The currently ongoing Centers for Medicare and Medicaid Services (CMS) "Choices" demonstration project allows participating hospices to enroll patients in a palliative care type of program for an average of $400 per person per month in hopes of furthering advance care planning discussions while the patient is still undergoing "active treatment." This is a far less ambitious initiative than the "MediCaring" approach championed by Joanne Lynn and her colleagues almost two decades ago. MediCaring proposed to give Medicare beneficiaries with life-limiting diagnoses or frailty a package of supportive care services not historically reimbursed by Medicare in lieu of hospital care treatment and similar aggressive interventions.

CMS actuaries have always been nervous about such proposals since they fear the "wood work" effect of demand and do not really believe that beneficiaries will eschew expensive medical treatment.
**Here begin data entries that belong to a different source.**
//! Structured JSON logger
//!
//! - One log line = one event
//! - `event` and `severity` first, remaining fields sorted by key
//! - INFO/WARN/TRACE go to stdout, ERROR goes to stderr
//! - Lines below the configured minimum severity are dropped

use std::fmt;
use std::io::{self, Write};
use std::sync::atomic::{AtomicU8, Ordering};

/// Log severity levels
#[derive(Debug, Clone, Copy, PartialEq, Eq, PartialOrd, Ord)]
pub enum Severity {
    /// Debug-level detail
    Trace = 0,
    /// Normal operations
    Info = 1,
    /// Degraded but handled (fallback activation, corruption warnings)
    Warn = 2,
    /// Operation failures
    Error = 3,
}

impl Severity {
    /// Returns the string representation
    pub fn as_str(&self) -> &'static str {
        match self {
            Severity::Trace => "TRACE",
            Severity::Info => "INFO",
            Severity::Warn => "WARN",
            Severity::Error => "ERROR",
        }
    }

    /// Parses a configured level name, case-insensitive
    pub fn parse(name: &str) -> Option<Self> {
        match name.to_ascii_lowercase().as_str() {
            "trace" => Some(Severity::Trace),
            "info" => Some(Severity::Info),
            "warn" | "warning" => Some(Severity::Warn),
            "error" => Some(Severity::Error),
            _ => None,
        }
    }

    fn from_u8(value: u8) -> Self {
        match value {
            0 => Severity::Trace,
            1 => Severity::Info,
            2 => Severity::Warn,
            _ => Severity::Error,
        }
    }
}

impl fmt::Display for Severity {
    fn fmt(&self, f: &mut fmt::Formatter<'_>) -> fmt::Result {
        write!(f, "{}", self.as_str())
    }
}

static MIN_SEVERITY: AtomicU8 = AtomicU8::new(Severity::Info as u8);

/// A structured logger that outputs JSON lines
pub struct Logger;

impl Logger {
    /// Sets the process-wide minimum severity
    pub fn set_min_severity(severity: Severity) {
        MIN_SEVERITY.store(severity as u8, Ordering::Relaxed);
    }

    /// Returns the process-wide minimum severity
    pub fn min_severity() -> Severity {
        Severity::from_u8(MIN_SEVERITY.load(Ordering::Relaxed))
    }

    /// Returns whether a line at `severity` would be written
    pub fn enabled(severity: Severity) -> bool {
        severity >= Self::min_severity()
    }

    /// Log an event with the given severity and fields
    pub fn log(severity: Severity, event: &str, fields: &[(&str, &str)]) {
        if !Self::enabled(severity) {
            return;
        }
        if severity >= Severity::Error {
            Self::log_to_writer(severity, event, fields, &mut io::stderr());
        } else {
            Self::log_to_writer(severity, event, fields, &mut io::stdout());
        }
    }

    fn log_to_writer<W: Write>(
        severity: Severity,
        event: &str,
        fields: &[(&str, &str)],
        writer: &mut W,
    ) {
        let line = Self::render(severity, event, fields);
        // Logging must never fail the caller
        let _ = writer.write_all(line.as_bytes());
        let _ = writer.flush();
    }

    /// Renders one JSON line (with trailing newline)
    pub fn render(severity: Severity, event: &str, fields: &[(&str, &str)]) -> String {
        let mut output = String::with_capacity(128);

        output.push_str("{\"event\":\"");
        escape_json_string(&mut output, event);
        output.push_str("\",\"severity\":\"");
        output.push_str(severity.as_str());
        output.push('"');

        let mut sorted: Vec<&(&str, &str)> = fields.iter().collect();
        sorted.sort_by_key(|(k, _)| *k);

        for (key, value) in sorted {
            output.push_str(",\"");
            escape_json_string(&mut output, key);
            output.push_str("\":\"");
            escape_json_string(&mut output, value);
            output.push('"');
        }

        output.push_str("}\n");
        output
    }

    /// Log at TRACE level
    pub fn trace(event: &str, fields: &[(&str, &str)]) {
        Self::log(Severity::Trace, event, fields);
    }

    /// Log at INFO level
    pub fn info(event: &str, fields: &[(&str, &str)]) {
        Self::log(Severity::Info, event, fields);
    }

    /// Log at WARN level
    pub fn warn(event: &str, fields: &[(&str, &str)]) {
        Self::log(Severity::Warn, event, fields);
    }

    /// Log at ERROR level
    pub fn error(event: &str, fields: &[(&str, &str)]) {
        Self::log(Severity::Error, event, fields);
    }
}

fn escape_json_string(output: &mut String, s: &str) {
    for c in s.chars() {
        match c {
            '"' => output.push_str("\\\""),
            '\\' => output.push_str("\\\\"),
            '\n' => output.push_str("\\n"),
            '\r' => output.push_str("\\r"),
            '\t' => output.push_str("\\t"),
            c if c.is_control() => output.push_str(&format!("\\u{:04x}", c as u32)),
            c => output.push(c),
        }
    }
}
impl StoreLog {
    /// Opens (creating unless `read_only`) the log at `path` and rebuilds
    /// its indexes.
    pub fn open(path: &Path, definition: StoreDefinition, read_only: bool) -> StorageResult<Self> {
        let file = if read_only {
            None
        } else {
            Some(
                OpenOptions::new()
                    .create(true)
                    .read(true)
                    .append(true)
                    .open(path)
                    .map_err(|e| {
                        StorageError::open_failed(
                            format!("Failed to open store log: {}", path.display()),
                            e,
                        )
                    })?,
            )
        };

        let mut log = Self {
            indexes: definition
                .indexes
                .iter()
                .map(|i| (i.name.clone(), BTreeMap::new()))
                .collect(),
            definition,
            path: path.to_path_buf(),
            file,
            current_offset: 0,
            entries: BTreeMap::new(),
        };
        log.rebuild()?;
        Ok(log)
    }

    fn rebuild(&mut self) -> StorageResult<()> {
        let data = match fs::read(&self.path) {
            Ok(data) => data,
            Err(e) if e.kind() == io::ErrorKind::NotFound => Vec::new(),
            Err(e) => {
                return Err(StorageError::open_failed(
                    format!("Failed to read store log: {}", self.path.display()),
                    e,
                ))
            }
        };

        let mut offset = 0usize;
        while offset < data.len() {
            let remaining = data.len() - offset;
            if remaining < 4 || is_torn(&data[offset..]) {
                self.truncate_torn_tail(offset as u64, remaining)?;
                break;
            }

            let (frame, used) = RecordFrame::decode(&data[offset..]).map_err(|e| {
                StorageError::corruption_at_offset(self.name(), offset as u64, e.to_string())
            })?;
            self.apply(frame, offset as u64);
            offset += used;
        }

        self.current_offset = offset as u64;
        Ok(())
    }

    fn truncate_torn_tail(&mut self, offset: u64, dropped: usize) -> StorageResult<()> {
        let offset_str = offset.to_string();
        let dropped_str = dropped.to_string();
        log_event(
            Event::TornTailTruncated,
            &[
                ("store", self.name()),
                ("byte_offset", &offset_str),
                ("dropped_bytes", &dropped_str),
            ],
        );
        if let Some(file) = &self.file {
            file.set_len(offset)
                .and_then(|_| file.sync_all())
                .map_err(|e| StorageError::open_failed("Failed to truncate torn store log", e))?;
        }
        Ok(())
    }

    fn apply(&mut self, frame: RecordFrame, offset: u64) {
        self.unindex(&frame.key);
        if frame.tombstone {
            self.entries.remove(&frame.key);
            return;
        }

        let indexed = match frame.payload_value() {
            Ok(payload) => self.index_values(&payload),
            Err(reason) => {
                // Still addressable by key so reads report the corruption
                log_event(
                    Event::CorruptionDetected,
                    &[("store", self.name()), ("key", &frame.key), ("reason", &reason)],
                );
                Vec::new()
            }
        };
        self.index(&frame.key, &indexed);
        self.entries.insert(
            frame.key,
            LogEntry {
                offset,
                timestamp: frame.timestamp,
                indexed,
            },
        );
    }

    fn index_values(&self, payload: &Value) -> Vec<(String, String)> {
        self.definition
            .indexes
            .iter()
            .filter_map(|index| {
                index.extract(payload).map(|v| {
                    let canonical = String::from_utf8_lossy(&integrity::canonical_bytes(v)).into_owned();
                    (index.name.clone(), canonical)
                })
            })
            .collect()
    }

    fn index(&mut self, key: &str, indexed: &[(String, String)]) {
        for (name, value) in indexed {
            if let Some(map) = self.indexes.get_mut(name) {
                map.entry(value.clone()).or_default().insert(key.to_string());
            }
        }
    }

    fn unindex(&mut self, key: &str) {
        let Some(entry) = self.entries.get(key) else {
            return;
        };
        for (name, value) in &entry.indexed {
            if let Some(map) = self.indexes.get_mut(name) {
                if let Some(keys) = map.get_mut(value) {
                    keys.remove(key);
                    if keys.is_empty() {
                        map.remove(value);
                    }
                }
            }
        }
    }

    /// Store name
    pub fn name(&self) -> &str {
        &self.definition.name
    }

    /// Bytes currently occupied by the log
    pub fn size(&self) -> u64 {
        self.current_offset
    }

    /// Number of live keys
    pub fn len(&self) -> usize {
        self.entries.len()
    }

    /// Returns whether the store holds no live keys
    pub fn is_empty(&self) -> bool {
        self.entries.is_empty()
    }

    /// Live keys in order
    pub fn keys(&self) -> Vec<String> {
        self.entries.keys().cloned().collect()
    }

    /// Returns whether `key` is live
    pub fn contains(&self, key: &str) -> bool {
        self.entries.contains_key(key)
    }

    fn file_mut(&mut self) -> StorageResult<&mut File> {
        self.file
            .as_mut()
            .ok_or_else(|| StorageError::write_failed_no_source("Store log is read-only"))
    }

    fn append(&mut self, bytes: &[u8], key: &str) -> StorageResult<u64> {
        let offset = self.current_offset;
        let file = self.file_mut()?;
        file.write_all(bytes).map_err(|e| {
            StorageError::write_failed(format!("Failed to append record: {}", key), e)
        })?;
        file.sync_all().map_err(|e| {
            StorageError::write_failed(format!("fsync failed after writing record: {}", key), e)
        })?;
        self.current_offset += bytes.len() as u64;
        Ok(offset)
    }

    /// Writes `payload` under `key`.
    ///
    /// `now` is clamped to the key's previous timestamp so timestamps never
    /// go backwards. `budget` is the number of bytes the medium may still
    /// grow by.
    pub fn put(
        &mut self,
        key: &str,
        payload: &Value,
        schema_version: u32,
        now: i64,
        budget: u64,
    ) -> StorageResult<Record> {
        let timestamp = self
            .entries
            .get(key)
            .map_or(now, |entry| now.max(entry.timestamp));

        let indexed = self.index_values(payload);
        for (name, value) in &indexed {
            let unique = self.definition.index(name).map_or(false, |i| i.unique);
            if !unique {
                continue;
            }
            let holder = self
                .indexes
                .get(name)
                .and_then(|map| map.get(value))
                .and_then(|keys| keys.iter().find(|k| k.as_str() != key));
            if let Some(existing) = holder {
                return Err(StorageError::constraint_violation(self.name(), name, existing));
            }
        }

        let frame = RecordFrame::live(key, schema_version, timestamp, payload);
        let bytes = frame.encode();
        if bytes.len() as u64 > budget {
            return Err(StorageError::quota_exceeded(bytes.len() as u64, budget));
        }

        let offset = self.append(&bytes, key)?;
        self.unindex(key);
        self.index(key, &indexed);
        self.entries.insert(
            key.to_string(),
            LogEntry {
                offset,
                timestamp,
                indexed,
            },
        );

        Ok(Record {
            id: key.to_string(),
            store: self.name().to_string(),
            payload: payload.clone(),
            timestamp,
            checksum: frame.checksum,
            schema_version,
            synced: false,
        })
    }

    /// Appends a tombstone for `key`. Returns `false` if the key was absent.
    pub fn delete(&mut self, key: &str, schema_version: u32, now: i64) -> StorageResult<bool> {
        let Some(previous) = self.entries.get(key).map(|e| e.timestamp) else {
            return Ok(false);
        };
        let frame = RecordFrame::tombstone(key, schema_version, now.max(previous));
        self.append(&frame.encode(), key)?;
        self.unindex(key);
        self.entries.remove(key);
        Ok(true)
    }

    /// Reads the live frame for `key`, if any.
    ///
    /// Verifies the header; the caller verifies the payload.
    pub fn get(&self, key: &str) -> StorageResult<Option<RecordFrame>> {
        match self.entries.get(key) {
            Some(entry) => self.read_frame_at(entry.offset).map(Some),
            None => Ok(None),
        }
    }

    fn read_frame_at(&self, offset: u64) -> StorageResult<RecordFrame> {
        let mut file = File::open(&self.path).map_err(|e| {
            StorageError::read_failed(format!("Failed to open store log: {}", self.path.display()), e)
        })?;
        file.seek(SeekFrom::Start(offset)).map_err(|e| {
            StorageError::read_failed(format!("Failed to seek to offset {}", offset), e)
        })?;

        let mut len_buf = [0u8; 4];
        file.read_exact(&mut len_buf).map_err(|e| {
            StorageError::corruption_at_offset(self.name(), offset, format!("Failed to read frame length: {}", e))
        })?;
        let frame_len = u32::from_le_bytes(len_buf) as usize;
        if frame_len < MIN_FRAME_SIZE {
            return Err(StorageError::corruption_at_offset(
                self.name(),
                offset,
                format!("Invalid frame length: {}", frame_len),
            ));
        }

        let mut buf = vec![0u8; frame_len];
        buf[..4].copy_from_slice(&len_buf);
        file.read_exact(&mut buf[4..]).map_err(|e| {
            StorageError::corruption_at_offset(self.name(), offset, format!("Failed to read frame: {}", e))
        })?;

        RecordFrame::decode(&buf)
            .map(|(frame, _)| frame)
            .map_err(|e| StorageError::corruption_at_offset(self.name(), offset, e.to_string()))
    }

    /// Keys whose payload holds `value` at the index's key path
    pub fn find(&self, index: &str, value: &Value) -> Option<Vec<String>> {
        let map = self.indexes.get(index)?;
        let canonical = String::from_utf8_lossy(&integrity::canonical_bytes(value)).into_owned();
        Some(
            map.get(&canonical)
                .map(|keys| keys.iter().cloned().collect())
                .unwrap_or_default(),
        )
    }

    /// Drops every record
    pub fn clear(&mut self) -> StorageResult<()> {
        let file = self.file_mut()?;
        file.set_len(0)
            .and_then(|_| file.sync_all())
            .map_err(|e| StorageError::write_failed("Failed to truncate store log", e))?;
        self.current_offset = 0;
        self.entries.clear();
        for map in self.indexes.values_mut() {
            map.clear();
        }
        Ok(())
    }

    /// Rewrites the log with live frames only. Returns bytes reclaimed.
    ///
    /// Frames are copied verbatim, so a record with a damaged payload keeps
    /// failing verification after compaction.
    pub fn compact(&mut self) -> StorageResult<u64> {
        if self.file.is_none() {
            return Err(StorageError::write_failed_no_source("Store log is read-only"));
        }

        let mut data = Vec::with_capacity(self.current_offset as usize);
        let mut offsets = Vec::with_capacity(self.entries.len());
        for (key, entry) in &self.entries {
            let frame = self.read_frame_at(entry.offset)?;
            offsets.push((key.clone(), data.len() as u64));
            data.extend_from_slice(&frame.encode());
        }

        let tmp_path = self.path.with_extension("log.compact");
        write_synced(&tmp_path, &data)
            .map_err(|e| StorageError::write_failed("Failed to write compacted log", e))?;
        fs::rename(&tmp_path, &self.path)
            .map_err(|e| StorageError::write_failed("Failed to replace store log", e))?;

        self.file = Some(
            OpenOptions::new()
                .read(true)
                .append(true)
                .open(&self.path)
                .map_err(|e| StorageError::write_failed("Failed to reopen compacted log", e))?,
        );

        let reclaimed = self.current_offset.saturating_sub(data.len() as u64);
        for (key, offset) in offsets {
            if let Some(entry) = self.entries.get_mut(&key) {
                entry.offset = offset;
            }
        }
        self.current_offset = data.len() as u64;
        Ok(reclaimed)
    }
}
This fear should be allayed by the positive results of the concurrent care experiments, but these tightly controlled studies don't reflect the boundless energy and creativity of the medical entrepreneurs that shape all aspects of our health care system.
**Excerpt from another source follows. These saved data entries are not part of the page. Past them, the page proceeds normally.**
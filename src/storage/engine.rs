//! Primary medium: a versioned multi-store database directory
//!
//! Layout:
//!
//! ```text
//! <root>/<name>/
//!   manifest.json
//!   stores/<store>.log
//! ```
//!
//! Opening applies a [`SchemaRegistry`]: declared stores and indexes missing
//! from the manifest are created, nothing is dropped, and the manifest is
//! rewritten only when something changed. The medium is then probed by
//! creating and removing a scratch file.

use std::collections::BTreeMap;
use std::fs::{self, File};
use std::io::Write;
use std::path::{Path, PathBuf};

use chrono::Utc;
use serde_json::Value;

use super::backend::{Medium, StorageBackend, StoreSnapshot};
use super::errors::{StorageError, StorageResult};
use super::log::StoreLog;
use super::manifest::{manifest_path, DatabaseManifest};
use super::record::Record;
use crate::observability::{log_event, Event};
use crate::schema::SchemaRegistry;

const STORES_DIR: &str = "stores";
const PROBE_FILE: &str = ".probe";

/// Default quota for the primary medium (50 MiB)
pub const DEFAULT_PRIMARY_QUOTA: u64 = 50 * 1024 * 1024;

/// Handle on an opened database
#[derive(Debug)]
pub struct StorageEngine {
    dir: PathBuf,
    manifest: DatabaseManifest,
    logs: BTreeMap<String, StoreLog>,
    quota: u64,
}

impl StorageEngine {
    /// Opens `<root>/<name>`, creating or upgrading it to match `registry`.
    ///
    /// Idempotent. Fails with a version conflict if the database on disk was
    /// written by a newer registry.
    pub fn open(root: &Path, name: &str, registry: &SchemaRegistry) -> StorageResult<Self> {
        let dir = root.join(name);
        fs::create_dir_all(dir.join(STORES_DIR)).map_err(|e| {
            StorageError::open_failed(format!("Failed to create database directory: {}", dir.display()), e)
        })?;

        let now = Utc::now().to_rfc3339();
        let path = manifest_path(&dir);
        let existing = DatabaseManifest::read_from_file(&path)?;
        let fresh = existing.is_none();
        let mut manifest = existing.unwrap_or_else(|| DatabaseManifest::new(name, &now));

        let outcome = manifest.apply(registry, &now)?;
        if fresh || outcome.changed(&manifest) {
            manifest.write_to_file(&path)?;
            let from = outcome.previous_version.to_string();
            let to = manifest.version.to_string();
            let created = outcome.created_stores.join(",");
            let indexes = outcome.created_indexes.join(",");
            log_event(
                Event::SchemaUpgraded,
                &[
                    ("database", name),
                    ("from_version", &from),
                    ("to_version", &to),
                    ("created_stores", &created),
                    ("created_indexes", &indexes),
                ],
            );
        }

        let engine = Self::open_logs(dir, manifest, false)?;
        engine.probe()?;

        let version = engine.manifest.version.to_string();
        let stores = engine.logs.len().to_string();
        log_event(
            Event::PrimaryOpened,
            &[("database", name), ("version", &version), ("stores", &stores)],
        );
        Ok(engine)
    }

    /// Opens an existing database read-only, without applying any schema.
    ///
    /// Returns `None` when no database of that name exists.
    pub fn open_existing(root: &Path, name: &str) -> StorageResult<Option<Self>> {
        let dir = root.join(name);
        match DatabaseManifest::read_from_file(&manifest_path(&dir))? {
            Some(manifest) => Self::open_logs(dir, manifest, true).map(Some),
            None => Ok(None),
        }
    }

    /// Returns whether a database of that name exists under `root`
    pub fn exists(root: &Path, name: &str) -> bool {
        manifest_path(&root.join(name)).exists()
    }

    fn open_logs(dir: PathBuf, manifest: DatabaseManifest, read_only: bool) -> StorageResult<Self> {
        let mut logs = BTreeMap::new();
        for definition in &manifest.stores {
            let path = dir.join(STORES_DIR).join(format!("{}.log", definition.name));
            let log = StoreLog::open(&path, definition.clone(), read_only)?;
            logs.insert(definition.name.clone(), log);
        }
        Ok(Self {
            dir,
            manifest,
            logs,
            quota: DEFAULT_PRIMARY_QUOTA,
        })
    }

    fn probe(&self) -> StorageResult<()> {
        let path = self.dir.join(PROBE_FILE);
        let result = File::create(&path)
            .and_then(|mut f| f.write_all(b"probe").and_then(|_| f.sync_all()))
            .and_then(|_| fs::remove_file(&path));
        result.map_err(|e| StorageError::open_failed("Storage probe failed", e))
    }

    /// Builder: set the byte quota
    pub fn with_quota(mut self, quota: u64) -> Self {
        self.quota = quota;
        self
    }

    fn log(&self, store: &str) -> StorageResult<&StoreLog> {
        self.logs.get(store).ok_or_else(|| StorageError::unknown_store(store))
    }

    fn log_mut(&mut self, store: &str) -> StorageResult<&mut StoreLog> {
        self.logs.get_mut(store).ok_or_else(|| StorageError::unknown_store(store))
    }

    /// Rewrites every store log without dead frames. Returns bytes reclaimed.
    pub fn compact(&mut self) -> StorageResult<u64> {
        let mut reclaimed = 0;
        for log in self.logs.values_mut() {
            reclaimed += log.compact()?;
        }
        let reclaimed_str = reclaimed.to_string();
        log_event(
            Event::CompactionComplete,
            &[("database", &self.manifest.name), ("reclaimed_bytes", &reclaimed_str)],
        );
        Ok(reclaimed)
    }
}

impl StorageBackend for StorageEngine {
    fn medium(&self) -> Medium {
        Medium::Primary
    }

    fn store_names(&self) -> Vec<String> {
        self.logs.keys().cloned().collect()
    }

    fn put(&mut self, store: &str, key: &str, payload: &Value) -> StorageResult<Record> {
        let budget = self.quota.saturating_sub(self.usage_bytes());
        let version = self.manifest.version;
        let now = Utc::now().timestamp_millis();
        self.log_mut(store)?.put(key, payload, version, now, budget)
    }

    fn get(&self, store: &str, key: &str) -> StorageResult<Option<Record>> {
        let Some(frame) = self.log(store)?.get(key)? else {
            return Ok(None);
        };
        frame
            .to_record(store)
            .map(Some)
            .map_err(|reason| StorageError::corruption_for_record(store, key, reason))
    }

    fn delete(&mut self, store: &str, key: &str) -> StorageResult<bool> {
        let version = self.manifest.version;
        let now = Utc::now().timestamp_millis();
        self.log_mut(store)?.delete(key, version, now)
    }

    fn list_keys(&self, store: &str) -> StorageResult<Vec<String>> {
        Ok(self.log(store)?.keys())
    }

    fn export_all(&self) -> StorageResult<StoreSnapshot> {
        let mut snapshot = StoreSnapshot::new();
        for (store, log) in &self.logs {
            let mut records = BTreeMap::new();
            for key in log.keys() {
                match self.get(store, &key) {
                    Ok(Some(record)) => {
                        records.insert(key, record);
                    }
                    Ok(None) => {}
                    Err(e) if e.is_corruption() => {
                        let reason = e.to_string();
                        log_event(
                            Event::CorruptionDetected,
                            &[("store", store), ("key", &key), ("reason", &reason)],
                        );
                    }
                    Err(e) => return Err(e),
                }
            }
            snapshot.insert(store.clone(), records);
        }
        Ok(snapshot)
    }

    fn clear_store(&mut self, store: &str) -> StorageResult<()> {
        self.log_mut(store)?.clear()
    }

    fn find_by_index(&self, store: &str, index: &str, value: &Value) -> StorageResult<Vec<String>> {
        self.log(store)?
            .find(index, value)
            .ok_or_else(|| StorageError::unknown_index(store, index))
    }

    fn usage_bytes(&self) -> u64 {
        self.logs.values().map(StoreLog::size).sum()
    }

    fn quota_bytes(&self) -> u64 {
        self.quota
    }
}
Without real changes in policy supporting the call for early palliative care, programs have emerged to fill the void. First, as might be expected, many hospice organizations around the country have developed palliative care referral programs staffed by palliative care physicians and nurse practitioners. These programs position the organization to respond to referrals without having to initiate the hospice benefit to be reimbursed for the visits.

Advanced disease management programs operated by specialty physician groups and health care systems have emerged to provide more sophisticated symptom management support for patients whose primary care physicians aren't able to help or who weren't helped by a disease modifying treatment. These programs often have direct referral arrangements with one or more Medicare hospice programs. Among the most recent arrivals on the scene is Aspire Health, a rapidly growing company providing medical support and advice to patients with serious illnesses. The company works with health plans, applying a prediction algorithm to electronic data to identify patients with serious illnesses who are at risk of "churning" through multiple hospitalizations and treatments, some of which might be avoided were advance care planning to occur. Company clinicians reach out to patients to solicit their interest in receiving the service, supporting them until the decision to enter hospice is made.
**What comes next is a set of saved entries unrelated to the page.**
//! The data facade
//!
//! Every call locks the media for the duration of one operation, tries the
//! primary medium, and falls back as described in the module docs. Nothing
//! here returns an error: failures end in `false`, `None` or an empty value,
//! plus a log line and a counter.

use std::collections::{BTreeMap, BTreeSet};
use std::fs;
use std::path::{Path, PathBuf};
use std::sync::Arc;

use serde::de::DeserializeOwned;
use serde::Serialize;
use serde_json::Value;
use tokio::sync::Mutex;

use super::notify::{LogNotifier, Notifier};
use crate::config::StoreConfig;
use crate::observability::{log_event, Event, MetricsRegistry};
use crate::schema::{SchemaRegistry, SYSTEM_STORE};
use crate::storage::{
    reconcile, FallbackStore, Medium, Record, StorageBackend, StorageEngine, StorageError,
    StorageErrorCode, StorageInfo, StorageResult, StoreSnapshot, FALLBACK_FILE,
};
use crate::transfer::Bundle;

/// Result of [`DataFacade::compare_and_swap`]
#[derive(Debug, Clone, Copy, PartialEq, Eq)]
pub enum CasOutcome {
    /// Current value matched and the new value was written
    Swapped,
    /// Current value did not match; nothing written
    Conflict,
    /// Current value matched but the write failed on every medium
    Failed,
}

/// Both media. `primary` is dropped for good once the session falls back.
#[derive(Debug)]
struct Media {
    primary: Option<StorageEngine>,
    fallback: FallbackStore,
}

impl Media {
    fn medium(&self) -> Medium {
        if self.primary.is_some() {
            Medium::Primary
        } else {
            Medium::Fallback
        }
    }

    fn active(&self) -> &dyn StorageBackend {
        match &self.primary {
            Some(primary) => primary as &dyn StorageBackend,
            None => &self.fallback,
        }
    }

    fn activate_fallback(&mut self, error: &StorageError, metrics: &MetricsRegistry) {
        if self.primary.take().is_some() {
            let reason = error.to_string();
            log_event(
                Event::FallbackActivated,
                &[("code", error.code().code()), ("reason", &reason)],
            );
            metrics.increment_fallback_activations();
        }
    }

    /// Replays writes an earlier fallback session left behind. A medium
    /// failure during replay sends this session to the fallback medium too.
    fn reconcile(&mut self, metrics: &MetricsRegistry) {
        let Some(primary) = self.primary.as_mut() else {
            return;
        };
        match reconcile(primary, &mut self.fallback) {
            Ok(stats) if stats.is_empty() => {}
            Ok(stats) => {
                let applied = stats.records_applied.to_string();
                let superseded = stats.records_superseded.to_string();
                let deletes = stats.deletes_applied.to_string();
                log_event(
                    Event::FallbackReconciled,
                    &[
                        ("records_applied", &applied),
                        ("records_superseded", &superseded),
                        ("deletes_applied", &deletes),
                    ],
                );
            }
            Err(e) => {
                log_storage_error(Event::WriteFailed, Medium::Primary, "*", "*", &e);
                if e.is_medium_failure() {
                    self.activate_fallback(&e, metrics);
                }
            }
        }
    }

    /// Deletes from the fallback medium, leaving a tombstone when the
    /// primary medium is gone
    fn delete_fallback(&mut self, store: &str, key: &str) -> StorageResult<bool> {
        if self.primary.is_some() {
            self.fallback.delete(store, key)
        } else {
            self.fallback.delete_tracked(store, key)
        }
    }
}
These innovations reflect the history of Medicare policy: Add a benefit, and a new type of service provider emerges. Such additions include skilled nursing homes and home health for post-acute care, dialysis facilities practicing separately from nephrologists for end-stage renal disease patients, and free-standing hospices for end-of-life care. We then have to pay others to knit patients' experience together by coordinating the many sources of care. This piecemeal structure assumes that the benefits of specialization outweigh the complications of coordination and the risks associated with repeated transitions. The one aspect of Medicare policy that has been accountable for all care is Medicare Advantage, but even there, patients entering hospice are essentially transferred from the plan to the hospice. With that, the plan drops clinical and fiscal responsibility for its patients at this important time.

When and how policies will be restructured to reflect the holistic vision of early palliative care for the whole person remains to be seen. There are many cultural and financial incentives at work that operate to stimulate more aggressive treatment of people who instead could benefit from intensive comfort care rather than days in the ICU. More ICU beds are being built, more procedures being done, and novel treatments invented and tried on many people destined to die while being treated. A balance is needed, but the vested interests and cultural expectations run strongly in the direction of more aggressive care. For clinicians, policy types, and civilians who want to facilitate the dignified death most Americans want, it is important to keep pushing forward.

Author's Note

Vincent Mor is an unpaid member of the board of directors of Hope Hospice and Palliative Care of Rhode Island.